ASSIGNMENT:
Find where "picked.insert(candidate);" appears in the records below, then return that line and every later line exactly, stopping only at the last line.

┌─ DATA EXTRACT

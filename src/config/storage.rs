//! Storage configuration.

use std::path::PathBuf;

use config::ConfigError;
use serde::Deserialize;

/// Storage backend type.
#[derive(Debug, Clone, Copy, PartialEq, Eq, Default, Deserialize)]
#[serde(rename_all = "lowercase")]
pub enum StorageBackend {
    /// File-based storage (development/single-node).
    #[default]
    File,
    /// In-process storage, lost on restart.
    Memory,
    /// `PostgreSQL` storage (campaign database).
    #[serde(rename = "postgresql")]
    PostgreSQL,
}

impl std::fmt::Display for StorageBackend {
    fn fmt(&self, f: &mut std::fmt::Formatter<'_>) -> std::fmt::Result {
        match self {
            Self::File => write!(f, "file"),
            Self::Memory => write!(f, "memory"),
            Self::PostgreSQL => write!(f, "postgresql"),
        }
    }
}

/// Storage configuration.
#[derive(Debug, Clone, Default, Deserialize)]
pub struct StorageConfig {
    /// Storage backend type.
    #[serde(default)]
    pub backend: StorageBackend,

    /// File storage configuration.
    #[serde(default)]
    pub file: FileStorageConfig,

    /// `PostgreSQL` storage configuration.
    #[serde(default)]
    pub postgresql: PostgresStorageConfig,
}

impl StorageConfig {
    /// Validate the storage configuration.
    ///
    /// # Errors
    ///
    /// Returns an error if required configuration fields are missing for the selected backend.
    pub fn validate(&self) -> Result<(), ConfigError> {
        match self.backend {
            StorageBackend::File | StorageBackend::Memory => Ok(()),
            StorageBackend::PostgreSQL => {
                if self.postgresql.url.is_empty() {
                    return Err(ConfigError::Message(
                        "storage.postgresql.url cannot be empty".to_string(),
                    ));
                }
                if self.postgresql.min_connections > self.postgresql.max_connections {
                    return Err(ConfigError::Message(
                        "storage.postgresql.min_connections cannot exceed max_connections"
                            .to_string(),
                    ));
                }
                Ok(())
            }
        }
    }
}

/// File storage configuration.
#[derive(Debug, Clone, Deserialize)]
pub struct FileStorageConfig {
    /// Directory for storing data files.
    #[serde(default = "default_data_dir")]
    pub data_dir: PathBuf,
}

fn default_data_dir() -> PathBuf {
    PathBuf::from("./data")
}

impl Default for FileStorageConfig {
    fn default() -> Self {
        Self {
            data_dir: default_data_dir(),
        }
    }
}

/// `PostgreSQL` storage configuration.
#[derive(Debug, Clone, Deserialize)]
pub struct PostgresStorageConfig {
    /// `PostgreSQL` connection URL.
    #[serde(default)]
    pub url: String,

    /// Connection pool minimum size.
    #[serde(default = "default_min_connections")]
    pub min_connections: u32,

    /// Connection pool maximum size.
    #[serde(default = "default_max_connections")]
    pub max_connections: u32,

    /// Connection timeout in seconds.
    #[serde(default = "default_connect_timeout")]
    pub connect_timeout: u64,
}

const fn default_min_connections() -> u32 {
    1
}

const fn default_max_connections() -> u32 {
    10
}

const fn default_connect_timeout() -> u64 {
    5
}

impl Default for PostgresStorageConfig {
    fn default() -> Self {
        Self {
            url: String::new(),
            min_connections: default_min_connections(),
            max_connections: default_max_connections(),
            connect_timeout: default_connect_timeout(),
        }
    }
}
//! # Lucky Number Worker
//!
//! Issues promotional lucky numbers ("números da sorte") to registered
//! campaign participants:
//!
//! - **Series**: the number space is split into blocks of 100 000 values
//! - **Generation**: random, sequential or timestamp-seeded, never repeating
//! - **Limits**: per-participant lifetime and daily caps plus a global daily cap
//! - **Formatting**: zero padding, check digit, prefix/suffix and display masks
//!
//! ## Architecture
//!
//! ```text
//! ┌─────────────────────────────────────────────────────────────────────┐
//! │                           Worker Service                             │
//! ├─────────────────────────────────────────────────────────────────────┤
//! │  ┌─────────────┐  ┌─────────────┐  ┌─────────────┐  ┌────────────┐ │
//! │  │   API Layer │  │   Service   │  │   Storage   │  │  Domain    │ │
//! │  │  (Axum)     │→ │   Layer     │→ │   Layer     │  │  Models    │ │
//! │  └─────────────┘  └─────────────┘  └─────────────┘  └────────────┘ │
//! └─────────────────────────────────────────────────────────────────────┘
//! ```

#![deny(clippy::all)]
#![warn(clippy::pedantic)]
#![warn(clippy::nursery)]
#![forbid(unsafe_code)]

pub mod api;
pub mod config;
pub mod domain;
pub mod error;
pub mod service;
pub mod storage;

use std::net::SocketAddr;
use std::sync::Arc;

use metrics_exporter_prometheus::{PrometheusBuilder, PrometheusHandle};
use tokio::net::TcpListener;
use tokio::signal;
use tracing::{error, info, warn};

use crate::api::create_router;
use crate::api::state::AppState;
use crate::config::AppConfig;
use crate::storage::create_storage;

/// Run the lucky-number worker service.
///
/// This function:
/// 1. Loads configuration from files and environment
/// 2. Initializes logging and the metrics recorder
/// 3. Initializes the storage backend
/// 4. Starts the HTTP server
/// 5. Handles graceful shutdown
///
/// # Errors
///
/// Returns an error if:
/// - Configuration cannot be loaded
/// - Storage backend fails to initialize
/// - HTTP server fails to bind
pub async fn run() -> anyhow::Result<()> {
    let config = AppConfig::load()?;

    init_logging(&config);

    info!(
        version = env!("CARGO_PKG_VERSION"),
        "Starting Lucky Number Worker"
    );

    let metrics = init_metrics(&config)?;

    let storage = create_storage(&config.storage).await?;
    info!(backend = %config.storage.backend, "Storage initialized");

    let state = AppState::new(Arc::new(config.clone()), storage, metrics);
    let app = create_router(state);

    let addr = SocketAddr::new(config.server.host, config.server.port);
    let listener = TcpListener::bind(addr).await?;
    info!(%addr, "HTTP server listening");

    axum::serve(listener, app)
        .with_graceful_shutdown(shutdown_signal())
        .await?;

    info!("Server shutdown complete");
    Ok(())
}

/// Initialize logging based on configuration.
fn init_logging(config: &AppConfig) {
    use tracing_subscriber::{EnvFilter, fmt, prelude::*};

    let filter = EnvFilter::try_from_default_env()
        .unwrap_or_else(|_| EnvFilter::new(&config.observability.log_level));

    let subscriber = tracing_subscriber::registry().with(filter);

    if config.observability.log_format == "json" {
        subscriber.with(fmt::layer().json()).init();
    } else {
        subscriber.with(fmt::layer()).init();
    }
}

/// Install the global Prometheus recorder when metrics are enabled.
fn init_metrics(config: &AppConfig) -> anyhow::Result<Option<PrometheusHandle>> {
    if !config.observability.metrics_enabled {
        return Ok(None);
    }

    let handle = PrometheusBuilder::new().install_recorder()?;
    metrics::describe_counter!(
        "lucky_numbers_issued_total",
        "Lucky numbers issued, by algorithm"
    );
    metrics::describe_counter!(
        "lucky_number_limit_denials_total",
        "Generation requests refused by a limit, by reason"
    );
    metrics::describe_counter!(
        "lucky_number_allocation_conflicts_total",
        "Batches regenerated after a uniqueness conflict"
    );
    metrics::describe_histogram!(
        "lucky_number_allocation_duration_seconds",
        "Time to serve a successful generation request"
    );

    Ok(Some(handle))
}

/// Wait for shutdown signal (Ctrl+C or SIGTERM).
async fn shutdown_signal() {
    let ctrl_c = async {
        if let Err(e) = signal::ctrl_c().await {
            error!(error = %e, "Failed to listen for Ctrl+C");
            std::future::pending::<()>().await;
        }
    };

    #[cfg(unix)]
    let terminate = async {
        match signal::unix::signal(signal::unix::SignalKind::terminate()) {
            Ok(mut sigterm) => {
                sigterm.recv().await;
            }
            Err(e) => {
                error!(error = %e, "Failed to install SIGTERM handler");
                std::future::pending::<()>().await;
            }
        }
    };

    #[cfg(not(unix))]
    let terminate = std::future::pending::<()>();

    tokio::select! {
        () = ctrl_c => {
            warn!("Received Ctrl+C, initiating graceful shutdown");
        }
        () = terminate => {
            warn!("Received SIGTERM, initiating graceful shutdown");
        }
    }
}
//! Lucky-number generation.
//!
//! The generator is a pure function of its inputs plus a random source (random
//! strategy) and the wall clock (timestamp strategy). It never touches storage:
//! callers pass a snapshot of the issued numbers and persist the result
//! themselves, relying on a uniqueness constraint to catch races.

use std::collections::HashSet;
use std::sync::Arc;

use rand::Rng;

use crate::domain::{Algorithm, AlgorithmConfig};
use crate::error::{AppError, Result};

/// Random draws attempted per requested number before falling back to
/// sampling from the enumerated free values.
const MAX_DRAWS_PER_NUMBER: usize = 32;

/// Source of wall-clock time in milliseconds since the Unix epoch.
pub trait TimeSource: Send + Sync {
    /// Current time in milliseconds.
    fn current_millis(&self) -> i64;
}

/// System wall clock.
#[derive(Debug, Default, Clone, Copy)]
pub struct SystemClock;

impl TimeSource for SystemClock {
    fn current_millis(&self) -> i64 {
        chrono::Utc::now().timestamp_millis()
    }
}

/// Inputs for a single generation call.
#[derive(Debug, Clone, Copy)]
pub struct GenerationRequest<'a> {
    /// How many numbers to produce.
    pub quantity: u32,
    /// Exclusive upper bound; numbers fall in `[0, bound)`.
    pub bound: u64,
    /// Snapshot of numbers already issued.
    pub issued: &'a HashSet<u64>,
    /// Strategy settings.
    pub algorithm: &'a AlgorithmConfig,
    /// Persisted sequential cursor, if any.
    pub cursor: Option<u64>,
}

/// Output of a generation call.
#[derive(Debug, Clone, PartialEq, Eq)]
pub struct Generated {
    /// Distinct numbers, ascending.
    pub numbers: Vec<u64>,
    /// Where the next sequential scan should start (sequential strategy only).
    pub next_cursor: Option<u64>,
}

/// Lucky-number generator.
#[derive(Clone)]
pub struct NumberGenerator {
    clock: Arc<dyn TimeSource>,
}

impl Default for NumberGenerator {
    fn default() -> Self {
        Self::new()
    }
}

impl std::fmt::Debug for NumberGenerator {
    fn fmt(&self, f: &mut std::fmt::Formatter<'_>) -> std::fmt::Result {
        f.debug_struct("NumberGenerator").finish_non_exhaustive()
    }
}

impl NumberGenerator {
    /// Create a generator reading the system clock.
    #[must_use]
    pub fn new() -> Self {
        Self::with_clock(Arc::new(SystemClock))
    }

    /// Create a generator with a custom clock.
    #[must_use]
    pub fn with_clock(clock: Arc<dyn TimeSource>) -> Self {
        Self { clock }
    }

    /// Generate numbers using the thread-local RNG.
    ///
    /// # Errors
    ///
    /// See [`NumberGenerator::generate_with_rng`].
    pub fn generate(&self, request: &GenerationRequest<'_>) -> Result<Generated> {
        self.generate_with_rng(request, &mut rand::rng())
    }

    /// Generate `quantity` distinct numbers in `[0, bound)` that are absent
    /// from `issued`.
    ///
    /// The free space is checked up front, so nothing is produced when the
    /// request cannot be satisfied in full.
    ///
    /// # Errors
    ///
    /// - `InvalidQuantity` if `quantity` is zero
    /// - `InvalidBound` if `bound` is zero
    /// - `CapacityExhausted` if fewer than `quantity` free values remain
    pub fn generate_with_rng<R: Rng + ?Sized>(
        &self,
        request: &GenerationRequest<'_>,
        rng: &mut R,
    ) -> Result<Generated> {
        if request.quantity == 0 {
            return Err(AppError::InvalidQuantity(
                "quantity must be at least 1".to_string(),
            ));
        }
        if request.bound == 0 {
            return Err(AppError::InvalidBound(request.bound));
        }

        let in_range = request
            .issued
            .iter()
            .filter(|&&n| n < request.bound)
            .count() as u64;
        let available = request.bound - in_range;
        let requested = u64::from(request.quantity);
        if requested > available {
            return Err(AppError::CapacityExhausted {
                requested,
                available,
            });
        }

        let quantity = request.quantity as usize;
        let mut generated = match request.algorithm.algorithm {
            Algorithm::Random => {
                let numbers = if request.algorithm.enforce_uniform_distribution {
                    draw_stratified(quantity, request.bound, request.issued, rng)
                } else {
                    draw_uniform(quantity, request.bound, request.issued, rng)
                };
                Generated {
                    numbers,
                    next_cursor: None,
                }
            }
            Algorithm::Sequential => {
                let start = request
                    .cursor
                    .unwrap_or(request.algorithm.sequential_start);
                let (numbers, next) = scan_free(start, quantity, request.bound, request.issued);
                Generated {
                    numbers,
                    next_cursor: Some(next),
                }
            }
            Algorithm::Timestamp => {
                let base = timestamp_base(
                    self.clock.current_millis(),
                    request.algorithm.timestamp_multiplier,
                    request.bound,
                );
                let (numbers, _) = scan_free(base, quantity, request.bound, request.issued);
                Generated {
                    numbers,
                    next_cursor: None,
                }
            }
        };

        generated.numbers.sort_unstable();
        Ok(generated)
    }
}

/// Map a wall-clock reading into `[0, bound)`.
fn timestamp_base(now_millis: i64, multiplier: u64, bound: u64) -> u64 {
    let millis = u64::try_from(now_millis).unwrap_or(0);
    (millis / multiplier.max(1)) % bound
}

/// Walk upward from `start`, wrapping at `bound`, collecting free values.
///
/// Returns the collected values and the value after the last one inspected.
/// The caller guarantees at least `quantity` free values exist.
fn scan_free(start: u64, quantity: usize, bound: u64, issued: &HashSet<u64>) -> (Vec<u64>, u64) {
    let mut numbers = Vec::with_capacity(quantity);
    let mut candidate = start % bound;

    while numbers.len() < quantity {
        if !issued.contains(&candidate) {
            numbers.push(candidate);
        }
        candidate = (candidate + 1) % bound;
    }

    (numbers, candidate)
}

/// Rejection sampling over the whole range.
fn draw_uniform<R: Rng + ?Sized>(
    quantity: usize,
    bound: u64,
    issued: &HashSet<u64>,
    rng: &mut R,
) -> Vec<u64> {
    let mut picked = HashSet::with_capacity(quantity);
    sample_range(0, bound, quantity, issued, &mut picked, rng);
    picked.into_iter().collect()
}

/// One draw per equal-width bucket, topped up globally for buckets that had
/// no free value left.
fn draw_stratified<R: Rng + ?Sized>(
    quantity: usize,
    bound: u64,
    issued: &HashSet<u64>,
    rng: &mut R,
) -> Vec<u64> {
    let mut picked = HashSet::with_capacity(quantity);
    let buckets = quantity as u128;

    for bucket in 0..buckets {
        // u128 keeps `bucket * bound` from overflowing
        let lo = (bucket * u128::from(bound) / buckets) as u64;
        let hi = ((bucket + 1) * u128::from(bound) / buckets) as u64;
        if lo < hi {
            sample_range(lo, hi, 1, issued, &mut picked, rng);
        }
    }

    if picked.len() < quantity {
        let missing = quantity - picked.len();
        sample_range(0, bound, missing, issued, &mut picked, rng);
    }

    picked.into_iter().collect()
}

/// Add up to `wanted` new values from `[lo, hi)` to `picked`, skipping
/// anything in `issued` or already picked.
fn sample_range<R: Rng + ?Sized>(
    lo: u64,
    hi: u64,
    wanted: usize,
    issued: &HashSet<u64>,
    picked: &mut HashSet<u64>,
    rng: &mut R,
) {
    let target = picked.len() + wanted;
    let max_attempts = wanted.saturating_mul(MAX_DRAWS_PER_NUMBER);
    let mut attempts = 0;

    while picked.len() < target && attempts < max_attempts {
        attempts += 1;
        let candidate = rng.random_range(lo..hi);
        if !issued.contains(&candidate) {
            picked.insert(candidate);
        }
    }

    if picked.len() < target {
        // Dense range: sample exactly from what is left
        let free: Vec<u64> = (lo..hi)
            .filter(|n| !issued.contains(n) && !picked.contains(n))
            .collect();
        let missing = (target - picked.len()).min(free.len());
        for index in rand::seq::index::sample(rng, free.len(), missing) {
            picked.insert(free[index]);
        }
    }
}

└─

RESPONSE BOX:
            picked.insert(candidate);
        }
    }

    if picked.len() < target {
        // Dense range: sample exactly from what is left
        let free: Vec<u64> = (lo..hi)
            .filter(|n| !issued.contains(n) && !picked.contains(n))
            .collect();
        let missing = (target - picked.len()).min(free.len());
        for index in rand::seq::index::sample(rng, free.len(), missing) {
            picked.insert(free[index]);
        }
    }
}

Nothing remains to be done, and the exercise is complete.